Where "writer" occurs in a line of the entries below, copy that line.

---------- Provided records ----------

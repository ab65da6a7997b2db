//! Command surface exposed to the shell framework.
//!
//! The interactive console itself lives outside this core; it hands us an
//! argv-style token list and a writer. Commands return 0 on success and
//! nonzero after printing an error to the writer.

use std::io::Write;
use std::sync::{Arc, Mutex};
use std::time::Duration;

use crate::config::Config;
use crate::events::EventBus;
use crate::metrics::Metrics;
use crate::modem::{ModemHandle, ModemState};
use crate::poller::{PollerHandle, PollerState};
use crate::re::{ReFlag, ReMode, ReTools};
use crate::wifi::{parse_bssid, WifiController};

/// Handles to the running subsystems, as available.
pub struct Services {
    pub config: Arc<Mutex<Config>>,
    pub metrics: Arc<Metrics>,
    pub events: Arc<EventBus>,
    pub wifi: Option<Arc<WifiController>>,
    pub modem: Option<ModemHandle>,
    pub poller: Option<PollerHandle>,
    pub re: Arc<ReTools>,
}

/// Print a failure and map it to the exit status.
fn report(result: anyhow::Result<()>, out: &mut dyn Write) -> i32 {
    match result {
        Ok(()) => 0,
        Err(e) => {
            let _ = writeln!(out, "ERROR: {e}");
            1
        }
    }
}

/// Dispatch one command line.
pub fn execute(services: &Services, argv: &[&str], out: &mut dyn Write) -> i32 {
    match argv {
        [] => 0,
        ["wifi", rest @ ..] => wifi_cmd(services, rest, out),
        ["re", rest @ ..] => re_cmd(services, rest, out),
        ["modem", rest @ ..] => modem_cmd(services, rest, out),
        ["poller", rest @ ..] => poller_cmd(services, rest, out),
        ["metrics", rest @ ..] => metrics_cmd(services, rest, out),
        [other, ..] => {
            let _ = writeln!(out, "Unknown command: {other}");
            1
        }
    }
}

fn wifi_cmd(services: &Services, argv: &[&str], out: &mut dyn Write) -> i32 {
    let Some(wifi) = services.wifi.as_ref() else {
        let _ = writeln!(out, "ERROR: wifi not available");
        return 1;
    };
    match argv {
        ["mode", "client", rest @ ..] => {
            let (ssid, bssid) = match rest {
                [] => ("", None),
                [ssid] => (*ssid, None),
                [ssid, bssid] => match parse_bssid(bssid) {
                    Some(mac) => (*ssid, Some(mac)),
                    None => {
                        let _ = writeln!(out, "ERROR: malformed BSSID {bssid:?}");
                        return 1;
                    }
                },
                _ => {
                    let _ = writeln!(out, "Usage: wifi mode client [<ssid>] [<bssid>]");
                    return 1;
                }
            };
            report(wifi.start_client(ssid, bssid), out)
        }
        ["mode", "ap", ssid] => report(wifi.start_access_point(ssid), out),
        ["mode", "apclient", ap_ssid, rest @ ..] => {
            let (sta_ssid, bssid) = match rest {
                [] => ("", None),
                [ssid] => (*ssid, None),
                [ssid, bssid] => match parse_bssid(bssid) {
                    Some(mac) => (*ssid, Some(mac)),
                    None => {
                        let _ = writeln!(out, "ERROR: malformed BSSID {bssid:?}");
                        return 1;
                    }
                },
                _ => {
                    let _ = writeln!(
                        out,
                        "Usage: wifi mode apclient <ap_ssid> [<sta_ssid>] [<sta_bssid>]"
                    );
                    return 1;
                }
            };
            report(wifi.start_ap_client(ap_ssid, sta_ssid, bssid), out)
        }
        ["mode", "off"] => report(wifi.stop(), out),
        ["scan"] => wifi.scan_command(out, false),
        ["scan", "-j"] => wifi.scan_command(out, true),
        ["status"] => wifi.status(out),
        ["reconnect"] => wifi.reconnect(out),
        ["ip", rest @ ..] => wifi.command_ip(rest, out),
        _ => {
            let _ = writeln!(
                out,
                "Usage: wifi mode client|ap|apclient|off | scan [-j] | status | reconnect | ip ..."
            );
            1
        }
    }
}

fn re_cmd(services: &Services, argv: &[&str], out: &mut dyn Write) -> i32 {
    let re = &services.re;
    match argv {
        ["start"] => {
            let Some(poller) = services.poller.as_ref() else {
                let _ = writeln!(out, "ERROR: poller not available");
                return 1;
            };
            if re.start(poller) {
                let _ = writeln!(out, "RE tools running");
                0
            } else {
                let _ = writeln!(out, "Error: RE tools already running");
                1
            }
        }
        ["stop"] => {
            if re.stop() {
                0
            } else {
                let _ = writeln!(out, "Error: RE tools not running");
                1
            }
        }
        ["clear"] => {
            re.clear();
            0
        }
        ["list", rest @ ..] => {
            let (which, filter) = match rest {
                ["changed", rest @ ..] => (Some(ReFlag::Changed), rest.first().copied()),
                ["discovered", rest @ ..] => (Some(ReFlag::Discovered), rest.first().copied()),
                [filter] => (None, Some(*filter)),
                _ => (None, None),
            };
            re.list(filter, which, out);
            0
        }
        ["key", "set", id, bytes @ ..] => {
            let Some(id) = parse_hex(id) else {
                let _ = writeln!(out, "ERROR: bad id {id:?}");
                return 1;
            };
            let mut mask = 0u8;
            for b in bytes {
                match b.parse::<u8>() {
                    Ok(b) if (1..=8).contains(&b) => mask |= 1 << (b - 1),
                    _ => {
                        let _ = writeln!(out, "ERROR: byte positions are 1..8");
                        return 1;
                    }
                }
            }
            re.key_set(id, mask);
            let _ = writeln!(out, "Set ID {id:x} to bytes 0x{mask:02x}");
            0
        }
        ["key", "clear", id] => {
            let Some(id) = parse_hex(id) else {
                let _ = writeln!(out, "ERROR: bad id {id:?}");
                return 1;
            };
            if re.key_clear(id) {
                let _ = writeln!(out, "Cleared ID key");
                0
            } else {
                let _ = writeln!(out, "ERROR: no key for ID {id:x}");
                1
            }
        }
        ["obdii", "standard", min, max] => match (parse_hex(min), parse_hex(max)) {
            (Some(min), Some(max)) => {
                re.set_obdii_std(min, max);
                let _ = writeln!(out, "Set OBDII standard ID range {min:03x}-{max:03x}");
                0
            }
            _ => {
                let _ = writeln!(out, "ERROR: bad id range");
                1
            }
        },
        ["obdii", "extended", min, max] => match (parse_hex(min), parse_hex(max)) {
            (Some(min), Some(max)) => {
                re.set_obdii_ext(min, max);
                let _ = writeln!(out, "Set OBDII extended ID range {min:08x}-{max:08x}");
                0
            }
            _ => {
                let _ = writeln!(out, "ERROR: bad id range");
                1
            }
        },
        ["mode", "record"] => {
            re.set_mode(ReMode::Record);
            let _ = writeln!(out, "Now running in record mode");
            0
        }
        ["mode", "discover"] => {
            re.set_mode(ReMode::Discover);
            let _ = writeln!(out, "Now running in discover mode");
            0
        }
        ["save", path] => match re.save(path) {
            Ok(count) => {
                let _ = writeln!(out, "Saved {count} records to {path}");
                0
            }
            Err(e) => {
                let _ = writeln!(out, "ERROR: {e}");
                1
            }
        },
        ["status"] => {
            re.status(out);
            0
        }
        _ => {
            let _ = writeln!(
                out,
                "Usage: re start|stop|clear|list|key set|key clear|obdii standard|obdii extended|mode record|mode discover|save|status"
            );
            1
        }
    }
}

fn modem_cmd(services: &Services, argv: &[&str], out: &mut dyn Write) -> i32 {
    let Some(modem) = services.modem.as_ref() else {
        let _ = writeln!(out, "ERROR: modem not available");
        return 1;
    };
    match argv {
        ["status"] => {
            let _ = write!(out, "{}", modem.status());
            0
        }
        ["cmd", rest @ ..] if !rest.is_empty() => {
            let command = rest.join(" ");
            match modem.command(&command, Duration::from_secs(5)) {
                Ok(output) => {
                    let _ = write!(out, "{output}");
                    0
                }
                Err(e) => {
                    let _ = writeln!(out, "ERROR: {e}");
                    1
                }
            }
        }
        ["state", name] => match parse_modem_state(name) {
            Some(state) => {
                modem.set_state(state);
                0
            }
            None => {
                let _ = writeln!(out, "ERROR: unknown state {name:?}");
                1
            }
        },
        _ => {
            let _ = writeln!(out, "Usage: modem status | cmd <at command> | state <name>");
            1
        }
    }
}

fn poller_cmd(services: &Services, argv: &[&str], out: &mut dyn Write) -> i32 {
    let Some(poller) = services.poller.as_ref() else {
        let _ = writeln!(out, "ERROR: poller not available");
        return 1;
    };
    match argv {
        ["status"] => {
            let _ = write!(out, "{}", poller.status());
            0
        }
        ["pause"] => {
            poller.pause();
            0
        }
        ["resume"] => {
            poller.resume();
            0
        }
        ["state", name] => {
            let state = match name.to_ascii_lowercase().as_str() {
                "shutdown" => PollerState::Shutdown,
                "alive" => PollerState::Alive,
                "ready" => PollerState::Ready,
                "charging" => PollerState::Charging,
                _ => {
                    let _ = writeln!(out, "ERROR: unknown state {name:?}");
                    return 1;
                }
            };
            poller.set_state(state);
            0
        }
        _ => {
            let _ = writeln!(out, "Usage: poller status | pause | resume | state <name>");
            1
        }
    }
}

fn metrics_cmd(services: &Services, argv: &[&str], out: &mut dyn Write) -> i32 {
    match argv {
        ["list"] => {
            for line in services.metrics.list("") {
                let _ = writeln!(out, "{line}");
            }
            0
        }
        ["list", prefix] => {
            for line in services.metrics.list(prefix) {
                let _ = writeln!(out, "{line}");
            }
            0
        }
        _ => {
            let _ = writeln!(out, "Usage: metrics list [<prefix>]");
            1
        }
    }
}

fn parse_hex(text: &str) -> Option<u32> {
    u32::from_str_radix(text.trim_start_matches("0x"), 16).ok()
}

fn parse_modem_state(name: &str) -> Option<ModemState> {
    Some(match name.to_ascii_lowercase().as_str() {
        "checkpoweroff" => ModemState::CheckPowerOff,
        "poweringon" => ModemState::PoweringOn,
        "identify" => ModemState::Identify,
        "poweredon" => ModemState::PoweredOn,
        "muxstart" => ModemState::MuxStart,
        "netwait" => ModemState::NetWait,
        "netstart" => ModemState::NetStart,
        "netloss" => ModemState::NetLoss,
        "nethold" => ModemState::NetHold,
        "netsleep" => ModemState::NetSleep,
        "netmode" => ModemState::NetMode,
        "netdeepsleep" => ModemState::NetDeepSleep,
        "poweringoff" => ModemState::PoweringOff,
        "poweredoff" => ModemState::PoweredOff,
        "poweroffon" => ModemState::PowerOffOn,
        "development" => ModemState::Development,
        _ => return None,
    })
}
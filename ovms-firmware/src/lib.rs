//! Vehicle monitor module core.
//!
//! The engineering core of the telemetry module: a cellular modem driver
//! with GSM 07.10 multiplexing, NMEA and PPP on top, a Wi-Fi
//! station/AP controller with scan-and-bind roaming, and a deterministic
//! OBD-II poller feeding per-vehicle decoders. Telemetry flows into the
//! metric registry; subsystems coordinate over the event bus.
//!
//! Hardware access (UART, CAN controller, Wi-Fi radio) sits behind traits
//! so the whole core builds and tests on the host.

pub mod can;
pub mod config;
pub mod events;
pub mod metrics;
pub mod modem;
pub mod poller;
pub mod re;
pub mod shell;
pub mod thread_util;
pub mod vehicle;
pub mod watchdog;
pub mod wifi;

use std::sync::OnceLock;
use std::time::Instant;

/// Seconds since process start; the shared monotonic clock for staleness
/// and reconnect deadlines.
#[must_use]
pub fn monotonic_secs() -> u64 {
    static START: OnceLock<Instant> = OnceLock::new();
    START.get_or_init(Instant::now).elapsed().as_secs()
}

----------

**Task response:**
//! argv-style token list and a writer. Commands return 0 on success and
//! nonzero after printing an error to the writer.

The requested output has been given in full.